Наконец, точно очнувшись от короткого забытья, Федор подтянул опущенные поводья и, привстав на стременах, огляделся вокруг в надежде заметить вблизи какие-либо признаки местонахождения табунщиков. Присмотревшись попристальнее к окрестности, он действительно увидел вдали шалаш, покрытый осокой. Подъехав к этому шалашу, Федор крикнул:
— Эй вы, орлы! Хватит дрыхнуть!
Но на его окрик никто не откликнулся. Федор хотел было спешиться и заглянуть в шалаш. Но в это время в шалаше раздался глухой старческий кашель. И через минуту, к великому своему удивлению, Федор увидел перед собой выглянувшего из шалаша деда Богдана.
— Здорово бывал, служивый,— сказал Богдан. И старик, с несвойственной его возрасту резвостью вынырнув из шалаша, выпрямился во весь рост перед Федором.
— Ах, это ты, Богдан?! Здравия желаю, здравия желаю…— смущенно забормотал Федор.— Я ведь думал, что здесь пастухи от солнца хоронятся. Тут, смотрю, на твой дворец напоролся.
— Милости прошу к нашему шалашу. Спешивайся. Чайком попотчую. Погутарим,— сказал Богдан и тотчас же начал хлопотать около погасшего костра, прилаживая к козлам закопченный чугунный чайник.

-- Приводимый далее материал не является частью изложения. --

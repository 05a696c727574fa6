//! Model formulas and the design-matrix builder.
//!
//! A [`ModelSpec`] only lists terms. All expansion (dummy coding of
//! categorical columns, boolean indicators, interaction products) happens in
//! [`DesignMatrix::build`], driven by the kind of each referenced column.

use std::fmt;
use std::str::FromStr;

use nalgebra::{DMatrix, DVector};
use serde::{Deserialize, Serialize};
use sv_core::{Error, Result};
use sv_data::{Column, DataFrame};

/// Label of the intercept column.
pub const INTERCEPT: &str = "(Intercept)";

/// One right-hand-side term of a model formula.
#[derive(Debug, Clone, PartialEq, Eq, Hash, Serialize, Deserialize)]
#[serde(rename_all = "snake_case")]
pub enum Term {
    /// A single column, expanded according to its kind.
    Column(String),
    /// Product of two columns' expansions.
    Interaction(String, String),
}

impl Term {
    /// Single-column term.
    pub fn column(name: impl Into<String>) -> Self {
        Term::Column(name.into())
    }

    /// Two-way interaction term.
    pub fn interaction(a: impl Into<String>, b: impl Into<String>) -> Self {
        Term::Interaction(a.into(), b.into())
    }

    /// Formula label: `name` or `a:b`.
    pub fn label(&self) -> String {
        match self {
            Term::Column(name) => name.clone(),
            Term::Interaction(a, b) => format!("{}:{}", a, b),
        }
    }
}

impl fmt::Display for Term {
    fn fmt(&self, f: &mut fmt::Formatter<'_>) -> fmt::Result {
        f.write_str(&self.label())
    }
}

/// Outcome, ordered term list and intercept flag.
#[derive(Debug, Clone, PartialEq, Eq, Serialize, Deserialize)]
pub struct ModelSpec {
    /// Outcome column.
    pub outcome: String,
    /// Right-hand-side terms in design order.
    pub terms: Vec<Term>,
    /// Whether to prepend an intercept column.
    pub intercept: bool,
}

impl ModelSpec {
    /// Model with an intercept and the given terms.
    pub fn new(outcome: impl Into<String>, terms: Vec<Term>) -> Self {
        Self { outcome: outcome.into(), terms, intercept: true }
    }

    /// Shorthand for a main-effects model over plain columns.
    pub fn main_effects(outcome: impl Into<String>, columns: &[&str]) -> Self {
        Self::new(outcome, columns.iter().map(|c| Term::column(*c)).collect())
    }

    /// Drop the intercept.
    pub fn without_intercept(mut self) -> Self {
        self.intercept = false;
        self
    }

    /// Copy with `term` appended (no-op if already present).
    pub fn with_term(&self, term: Term) -> Self {
        let mut out = self.clone();
        if !out.terms.contains(&term) {
            out.terms.push(term);
        }
        out
    }

    /// Copy without the term whose label is `label`.
    pub fn without_term(&self, label: &str) -> Result<Self> {
        let idx = self.term_position(label)?;
        let mut out = self.clone();
        out.terms.remove(idx);
        Ok(out)
    }

    /// Copy with the term labelled `label` replaced in place by `term`.
    pub fn replace_term(&self, label: &str, term: Term) -> Result<Self> {
        let idx = self.term_position(label)?;
        let mut out = self.clone();
        out.terms[idx] = term;
        Ok(out)
    }

    /// Column names referenced by the formula, outcome first, without
    /// duplicates.
    pub fn referenced_columns(&self) -> Vec<String> {
        let mut out = vec![self.outcome.clone()];
        let mut push = |name: &String| {
            if !out.contains(name) {
                out.push(name.clone());
            }
        };
        for term in &self.terms {
            match term {
                Term::Column(name) => push(name),
                Term::Interaction(a, b) => {
                    push(a);
                    push(b);
                }
            }
        }
        out
    }

    fn term_position(&self, label: &str) -> Result<usize> {
        self.terms.iter().position(|t| t.label() == label).ok_or_else(|| {
            Error::Validation(format!("term '{}' is not in model '{}'", label, self))
        })
    }
}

— Благодарствую, дед. Чайком, пожалуй, не худо побаловаться,— ответил Федор, спешившись.
Расседлав и оприколив коня, Федор прилег в теневой стороне шалаша и, полусмежив глаза, стал наблюдать за Богданом.
Высокий, гвардейского роста, кряжистый старик был в просторной холщовой рубахе, подпоясанной широким, украшенным медной оправой азиатским кушаком. Такие же просторные и тоже холщовые штаны на нем были заправлены в полосатые шерстяные чулки, а ноги обуты в кожаные, сработанные на степной манер башмаки. Сбоку на кушаке у него висел запрятанный в грубый сыромятный чехол большой, похожий на меч, кондратовский нож, какие носили только степные коновалы и ярмарочные торговцы съестным. На обнаженной голове старика покоилась корона похожих на мыльную пену уцелевших кудрей, а развернутая, как знамя, борода имела пепельно-серебристый оттенок. Лицо же все было покрыто будто налетом лебяжьего пуха,— так наглухо от бровей и до щек заросло оно чистой старческой сединой, украсившей в дни заката этого сильного на вид и прочно державшегося на родной земле человека.